_Stored items_:
□ □ □ □ □ □ □

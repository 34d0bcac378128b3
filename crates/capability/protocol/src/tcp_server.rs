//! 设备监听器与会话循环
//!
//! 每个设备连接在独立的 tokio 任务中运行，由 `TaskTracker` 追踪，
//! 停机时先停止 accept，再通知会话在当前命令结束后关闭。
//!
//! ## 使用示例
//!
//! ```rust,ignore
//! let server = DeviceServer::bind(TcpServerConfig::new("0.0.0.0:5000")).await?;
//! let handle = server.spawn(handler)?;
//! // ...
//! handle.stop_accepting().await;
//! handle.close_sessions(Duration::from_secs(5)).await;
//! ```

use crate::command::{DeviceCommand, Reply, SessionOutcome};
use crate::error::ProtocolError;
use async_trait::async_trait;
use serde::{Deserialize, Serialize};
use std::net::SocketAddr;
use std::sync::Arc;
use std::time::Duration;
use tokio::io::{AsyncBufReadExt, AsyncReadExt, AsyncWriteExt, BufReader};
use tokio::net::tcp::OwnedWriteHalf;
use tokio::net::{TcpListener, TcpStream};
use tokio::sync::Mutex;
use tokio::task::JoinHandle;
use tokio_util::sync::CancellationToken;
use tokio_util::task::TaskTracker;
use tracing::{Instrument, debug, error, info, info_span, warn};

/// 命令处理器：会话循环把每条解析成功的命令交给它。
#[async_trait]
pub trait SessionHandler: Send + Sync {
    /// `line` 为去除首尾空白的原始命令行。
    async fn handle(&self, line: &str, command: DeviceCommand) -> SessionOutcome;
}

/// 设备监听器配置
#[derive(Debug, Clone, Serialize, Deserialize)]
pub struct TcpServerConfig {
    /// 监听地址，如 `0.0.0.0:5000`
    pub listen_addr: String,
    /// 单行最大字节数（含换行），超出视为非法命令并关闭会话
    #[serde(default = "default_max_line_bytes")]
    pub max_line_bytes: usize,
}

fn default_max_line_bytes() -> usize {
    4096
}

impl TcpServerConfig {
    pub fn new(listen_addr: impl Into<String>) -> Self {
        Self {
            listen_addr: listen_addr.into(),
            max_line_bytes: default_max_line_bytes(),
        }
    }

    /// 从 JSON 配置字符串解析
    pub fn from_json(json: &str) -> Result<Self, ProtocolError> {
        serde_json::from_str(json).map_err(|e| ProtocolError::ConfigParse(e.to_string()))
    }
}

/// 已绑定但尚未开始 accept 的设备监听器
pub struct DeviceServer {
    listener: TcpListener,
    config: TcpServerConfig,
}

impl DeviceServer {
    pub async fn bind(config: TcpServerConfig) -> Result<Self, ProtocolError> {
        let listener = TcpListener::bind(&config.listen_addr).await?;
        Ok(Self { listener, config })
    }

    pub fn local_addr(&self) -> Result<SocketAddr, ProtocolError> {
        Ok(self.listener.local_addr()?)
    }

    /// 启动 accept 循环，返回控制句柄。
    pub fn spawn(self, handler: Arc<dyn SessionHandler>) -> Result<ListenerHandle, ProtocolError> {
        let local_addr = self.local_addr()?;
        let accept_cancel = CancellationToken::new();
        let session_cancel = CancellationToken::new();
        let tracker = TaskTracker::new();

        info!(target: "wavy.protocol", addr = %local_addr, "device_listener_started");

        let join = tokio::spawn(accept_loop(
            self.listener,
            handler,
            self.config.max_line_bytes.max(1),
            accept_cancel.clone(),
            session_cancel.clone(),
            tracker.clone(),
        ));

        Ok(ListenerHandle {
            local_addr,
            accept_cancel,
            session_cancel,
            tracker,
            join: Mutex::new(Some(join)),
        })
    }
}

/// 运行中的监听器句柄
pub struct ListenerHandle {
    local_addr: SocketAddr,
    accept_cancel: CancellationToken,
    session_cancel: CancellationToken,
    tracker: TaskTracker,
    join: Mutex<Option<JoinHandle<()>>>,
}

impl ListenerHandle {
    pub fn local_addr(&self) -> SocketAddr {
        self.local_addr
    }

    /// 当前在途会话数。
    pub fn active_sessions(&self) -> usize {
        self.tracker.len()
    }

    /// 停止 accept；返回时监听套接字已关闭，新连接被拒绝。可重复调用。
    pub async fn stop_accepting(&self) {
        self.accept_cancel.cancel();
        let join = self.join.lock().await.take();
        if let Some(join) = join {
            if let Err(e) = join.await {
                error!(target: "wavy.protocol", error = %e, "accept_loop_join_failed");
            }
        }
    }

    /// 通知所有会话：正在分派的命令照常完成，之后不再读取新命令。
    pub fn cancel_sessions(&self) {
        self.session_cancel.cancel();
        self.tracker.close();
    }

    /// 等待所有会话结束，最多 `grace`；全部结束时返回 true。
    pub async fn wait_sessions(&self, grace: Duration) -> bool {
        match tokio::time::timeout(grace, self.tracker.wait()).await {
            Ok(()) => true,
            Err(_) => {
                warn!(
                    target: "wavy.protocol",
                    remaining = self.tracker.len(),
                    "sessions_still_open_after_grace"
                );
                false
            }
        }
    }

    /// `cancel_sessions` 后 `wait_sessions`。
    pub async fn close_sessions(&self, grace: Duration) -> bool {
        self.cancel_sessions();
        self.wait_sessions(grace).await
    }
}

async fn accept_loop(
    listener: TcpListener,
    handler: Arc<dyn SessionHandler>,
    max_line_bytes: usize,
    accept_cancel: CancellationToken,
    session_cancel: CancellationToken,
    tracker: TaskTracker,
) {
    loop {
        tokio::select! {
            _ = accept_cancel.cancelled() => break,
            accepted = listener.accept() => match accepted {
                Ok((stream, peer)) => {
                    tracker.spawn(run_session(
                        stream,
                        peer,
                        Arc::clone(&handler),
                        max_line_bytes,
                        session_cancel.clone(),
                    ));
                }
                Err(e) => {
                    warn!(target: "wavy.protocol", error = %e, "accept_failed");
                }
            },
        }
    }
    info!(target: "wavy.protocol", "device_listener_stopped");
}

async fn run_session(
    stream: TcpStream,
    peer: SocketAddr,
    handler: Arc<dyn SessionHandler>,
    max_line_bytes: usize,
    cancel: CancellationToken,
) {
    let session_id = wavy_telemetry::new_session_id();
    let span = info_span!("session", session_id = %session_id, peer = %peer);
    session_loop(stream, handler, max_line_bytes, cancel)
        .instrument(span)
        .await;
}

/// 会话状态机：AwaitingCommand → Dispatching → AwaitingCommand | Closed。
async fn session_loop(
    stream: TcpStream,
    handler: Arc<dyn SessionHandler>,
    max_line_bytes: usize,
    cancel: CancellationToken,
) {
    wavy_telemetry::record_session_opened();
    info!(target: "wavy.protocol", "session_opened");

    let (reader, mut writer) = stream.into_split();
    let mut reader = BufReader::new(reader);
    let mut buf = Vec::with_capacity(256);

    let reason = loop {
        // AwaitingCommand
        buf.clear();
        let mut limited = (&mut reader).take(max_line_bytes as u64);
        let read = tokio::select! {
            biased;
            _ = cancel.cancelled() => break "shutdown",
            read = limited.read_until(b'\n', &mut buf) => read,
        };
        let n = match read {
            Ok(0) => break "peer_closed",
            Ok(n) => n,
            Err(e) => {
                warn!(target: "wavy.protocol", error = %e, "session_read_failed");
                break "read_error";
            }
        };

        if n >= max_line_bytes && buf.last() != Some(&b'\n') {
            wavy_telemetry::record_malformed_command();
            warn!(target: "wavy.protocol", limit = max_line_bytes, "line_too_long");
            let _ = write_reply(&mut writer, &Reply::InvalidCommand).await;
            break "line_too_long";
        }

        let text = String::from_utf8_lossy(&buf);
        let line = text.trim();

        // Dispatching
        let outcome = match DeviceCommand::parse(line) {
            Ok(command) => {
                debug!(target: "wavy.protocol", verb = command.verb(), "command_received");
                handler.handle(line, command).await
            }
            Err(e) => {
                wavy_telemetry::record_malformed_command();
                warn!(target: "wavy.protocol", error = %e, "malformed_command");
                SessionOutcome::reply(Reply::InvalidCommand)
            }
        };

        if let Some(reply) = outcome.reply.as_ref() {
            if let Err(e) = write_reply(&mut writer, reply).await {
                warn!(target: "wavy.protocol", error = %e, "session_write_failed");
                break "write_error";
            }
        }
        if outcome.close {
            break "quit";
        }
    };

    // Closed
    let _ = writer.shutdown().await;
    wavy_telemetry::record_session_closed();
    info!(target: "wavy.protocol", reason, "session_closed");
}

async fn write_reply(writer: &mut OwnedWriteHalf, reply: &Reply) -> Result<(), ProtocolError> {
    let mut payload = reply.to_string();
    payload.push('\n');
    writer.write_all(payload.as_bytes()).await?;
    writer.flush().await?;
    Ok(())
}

□ □ □ □ □ □ □

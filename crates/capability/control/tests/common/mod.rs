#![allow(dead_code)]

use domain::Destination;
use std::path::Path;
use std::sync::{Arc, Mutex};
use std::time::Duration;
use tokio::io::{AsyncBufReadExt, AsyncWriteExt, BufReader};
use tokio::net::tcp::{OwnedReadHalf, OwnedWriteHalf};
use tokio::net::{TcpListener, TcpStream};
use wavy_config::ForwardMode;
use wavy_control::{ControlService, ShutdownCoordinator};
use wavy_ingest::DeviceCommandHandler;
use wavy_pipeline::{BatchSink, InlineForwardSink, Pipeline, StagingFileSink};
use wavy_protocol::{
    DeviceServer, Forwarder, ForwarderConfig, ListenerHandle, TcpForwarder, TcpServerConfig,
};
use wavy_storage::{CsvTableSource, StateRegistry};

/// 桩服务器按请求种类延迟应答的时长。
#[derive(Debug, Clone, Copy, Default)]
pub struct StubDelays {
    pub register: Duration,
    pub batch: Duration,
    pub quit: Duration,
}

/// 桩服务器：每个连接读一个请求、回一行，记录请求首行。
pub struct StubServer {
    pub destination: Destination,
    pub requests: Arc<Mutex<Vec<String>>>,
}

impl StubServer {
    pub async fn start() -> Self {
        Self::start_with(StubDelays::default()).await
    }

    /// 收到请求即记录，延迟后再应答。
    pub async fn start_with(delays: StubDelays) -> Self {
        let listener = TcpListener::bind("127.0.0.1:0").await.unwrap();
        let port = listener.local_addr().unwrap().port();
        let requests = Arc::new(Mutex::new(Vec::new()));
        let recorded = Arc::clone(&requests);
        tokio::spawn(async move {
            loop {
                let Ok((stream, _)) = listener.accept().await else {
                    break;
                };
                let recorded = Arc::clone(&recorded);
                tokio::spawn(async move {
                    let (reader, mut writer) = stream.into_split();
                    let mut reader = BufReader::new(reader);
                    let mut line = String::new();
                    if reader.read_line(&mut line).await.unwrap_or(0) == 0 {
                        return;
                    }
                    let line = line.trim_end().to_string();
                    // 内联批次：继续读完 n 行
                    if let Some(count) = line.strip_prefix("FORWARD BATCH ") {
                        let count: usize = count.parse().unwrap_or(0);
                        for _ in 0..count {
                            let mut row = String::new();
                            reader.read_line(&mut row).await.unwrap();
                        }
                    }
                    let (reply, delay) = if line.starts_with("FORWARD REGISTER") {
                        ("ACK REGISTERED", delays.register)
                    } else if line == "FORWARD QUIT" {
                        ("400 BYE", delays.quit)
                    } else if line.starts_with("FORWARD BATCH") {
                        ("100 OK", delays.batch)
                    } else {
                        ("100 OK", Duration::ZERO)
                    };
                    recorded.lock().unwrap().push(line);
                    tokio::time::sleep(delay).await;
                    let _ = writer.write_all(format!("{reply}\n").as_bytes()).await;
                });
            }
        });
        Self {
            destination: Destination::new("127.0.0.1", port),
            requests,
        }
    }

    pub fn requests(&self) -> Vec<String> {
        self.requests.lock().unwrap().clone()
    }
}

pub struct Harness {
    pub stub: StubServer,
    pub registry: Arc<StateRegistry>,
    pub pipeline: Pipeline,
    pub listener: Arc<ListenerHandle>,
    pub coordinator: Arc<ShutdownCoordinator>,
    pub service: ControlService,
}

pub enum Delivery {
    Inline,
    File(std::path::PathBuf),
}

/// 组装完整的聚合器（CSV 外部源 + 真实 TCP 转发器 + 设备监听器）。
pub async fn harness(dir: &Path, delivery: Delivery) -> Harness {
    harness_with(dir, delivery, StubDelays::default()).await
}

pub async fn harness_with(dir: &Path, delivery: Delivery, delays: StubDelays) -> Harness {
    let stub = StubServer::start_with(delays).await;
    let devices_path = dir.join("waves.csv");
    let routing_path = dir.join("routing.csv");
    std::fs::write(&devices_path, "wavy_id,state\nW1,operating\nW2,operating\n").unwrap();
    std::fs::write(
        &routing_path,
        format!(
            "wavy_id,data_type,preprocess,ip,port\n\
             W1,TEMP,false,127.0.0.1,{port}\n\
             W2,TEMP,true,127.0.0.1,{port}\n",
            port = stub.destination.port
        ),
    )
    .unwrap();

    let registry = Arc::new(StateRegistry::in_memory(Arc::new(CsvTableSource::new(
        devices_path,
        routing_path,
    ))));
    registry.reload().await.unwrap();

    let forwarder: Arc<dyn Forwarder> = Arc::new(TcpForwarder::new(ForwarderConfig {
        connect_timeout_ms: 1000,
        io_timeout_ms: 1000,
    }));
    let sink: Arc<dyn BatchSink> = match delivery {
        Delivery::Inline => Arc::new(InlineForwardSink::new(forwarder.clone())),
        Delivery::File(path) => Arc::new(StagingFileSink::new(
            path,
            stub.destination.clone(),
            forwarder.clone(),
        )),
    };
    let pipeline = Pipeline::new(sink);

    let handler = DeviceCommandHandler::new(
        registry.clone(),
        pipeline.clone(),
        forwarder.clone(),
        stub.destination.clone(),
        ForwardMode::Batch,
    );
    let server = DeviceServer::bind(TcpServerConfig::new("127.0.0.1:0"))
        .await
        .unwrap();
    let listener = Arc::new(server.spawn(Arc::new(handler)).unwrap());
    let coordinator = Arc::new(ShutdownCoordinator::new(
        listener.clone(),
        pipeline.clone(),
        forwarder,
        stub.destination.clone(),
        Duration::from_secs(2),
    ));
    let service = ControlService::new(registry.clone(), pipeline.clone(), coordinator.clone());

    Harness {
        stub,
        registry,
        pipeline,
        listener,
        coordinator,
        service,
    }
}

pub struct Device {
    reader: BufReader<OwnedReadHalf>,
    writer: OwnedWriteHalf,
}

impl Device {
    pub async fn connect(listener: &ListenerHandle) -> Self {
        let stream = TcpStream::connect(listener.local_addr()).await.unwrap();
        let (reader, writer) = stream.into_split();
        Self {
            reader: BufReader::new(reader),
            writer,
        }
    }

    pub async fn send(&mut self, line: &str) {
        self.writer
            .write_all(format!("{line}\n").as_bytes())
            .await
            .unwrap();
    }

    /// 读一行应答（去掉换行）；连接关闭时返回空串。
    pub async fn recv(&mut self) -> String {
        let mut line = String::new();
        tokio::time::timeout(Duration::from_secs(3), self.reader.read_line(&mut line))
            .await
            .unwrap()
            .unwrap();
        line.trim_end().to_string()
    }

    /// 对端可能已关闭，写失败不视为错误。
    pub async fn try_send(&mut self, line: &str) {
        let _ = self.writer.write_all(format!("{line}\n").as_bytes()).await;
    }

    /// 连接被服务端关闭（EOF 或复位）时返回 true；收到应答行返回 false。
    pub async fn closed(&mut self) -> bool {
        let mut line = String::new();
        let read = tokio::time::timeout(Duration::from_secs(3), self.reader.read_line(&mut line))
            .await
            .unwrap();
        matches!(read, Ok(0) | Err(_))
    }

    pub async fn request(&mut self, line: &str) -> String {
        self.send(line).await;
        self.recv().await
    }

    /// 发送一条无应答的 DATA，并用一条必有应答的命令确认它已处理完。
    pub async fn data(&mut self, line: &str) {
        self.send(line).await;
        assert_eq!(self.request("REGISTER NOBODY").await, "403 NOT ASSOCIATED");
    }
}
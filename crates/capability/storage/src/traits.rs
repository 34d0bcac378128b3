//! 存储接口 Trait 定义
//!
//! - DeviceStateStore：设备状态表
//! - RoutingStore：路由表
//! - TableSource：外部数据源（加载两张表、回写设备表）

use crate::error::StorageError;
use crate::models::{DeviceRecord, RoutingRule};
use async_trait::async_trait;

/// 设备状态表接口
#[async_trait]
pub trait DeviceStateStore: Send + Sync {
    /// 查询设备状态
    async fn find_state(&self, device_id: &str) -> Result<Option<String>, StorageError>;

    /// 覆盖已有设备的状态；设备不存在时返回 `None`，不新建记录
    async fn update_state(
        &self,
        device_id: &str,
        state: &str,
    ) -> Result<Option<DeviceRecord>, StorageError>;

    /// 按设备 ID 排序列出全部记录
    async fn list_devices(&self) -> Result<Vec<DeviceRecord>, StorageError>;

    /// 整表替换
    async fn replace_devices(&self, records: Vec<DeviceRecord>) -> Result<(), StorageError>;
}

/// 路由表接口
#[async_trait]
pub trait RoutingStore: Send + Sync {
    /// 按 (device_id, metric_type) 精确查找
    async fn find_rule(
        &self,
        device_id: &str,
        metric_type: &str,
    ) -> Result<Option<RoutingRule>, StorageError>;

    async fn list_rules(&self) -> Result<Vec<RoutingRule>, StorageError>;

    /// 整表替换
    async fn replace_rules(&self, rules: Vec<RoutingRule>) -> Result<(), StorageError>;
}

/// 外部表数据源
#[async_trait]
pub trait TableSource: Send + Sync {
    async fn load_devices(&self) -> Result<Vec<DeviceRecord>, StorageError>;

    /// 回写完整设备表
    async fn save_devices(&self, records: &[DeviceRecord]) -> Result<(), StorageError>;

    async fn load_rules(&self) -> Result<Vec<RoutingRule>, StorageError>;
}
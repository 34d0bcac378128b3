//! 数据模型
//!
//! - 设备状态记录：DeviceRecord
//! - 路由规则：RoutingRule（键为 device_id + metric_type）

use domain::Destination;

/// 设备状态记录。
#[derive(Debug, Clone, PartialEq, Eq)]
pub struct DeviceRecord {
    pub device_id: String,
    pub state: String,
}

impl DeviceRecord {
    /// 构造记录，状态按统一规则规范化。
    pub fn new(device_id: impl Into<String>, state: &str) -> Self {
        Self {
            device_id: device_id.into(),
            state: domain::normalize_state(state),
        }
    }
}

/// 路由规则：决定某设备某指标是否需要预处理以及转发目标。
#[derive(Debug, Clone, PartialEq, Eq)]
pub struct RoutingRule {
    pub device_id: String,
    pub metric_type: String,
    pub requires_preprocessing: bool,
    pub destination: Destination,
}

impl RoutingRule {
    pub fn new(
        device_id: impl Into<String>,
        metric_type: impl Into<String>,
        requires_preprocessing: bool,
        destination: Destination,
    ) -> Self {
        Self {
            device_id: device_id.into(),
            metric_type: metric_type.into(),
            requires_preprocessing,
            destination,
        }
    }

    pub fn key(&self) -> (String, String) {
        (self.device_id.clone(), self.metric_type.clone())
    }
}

□ □ □ □ □ □ □

_Your task_: Count how many lines in the data contain the word "spawn", giving the number without comment.

_Solution_: 7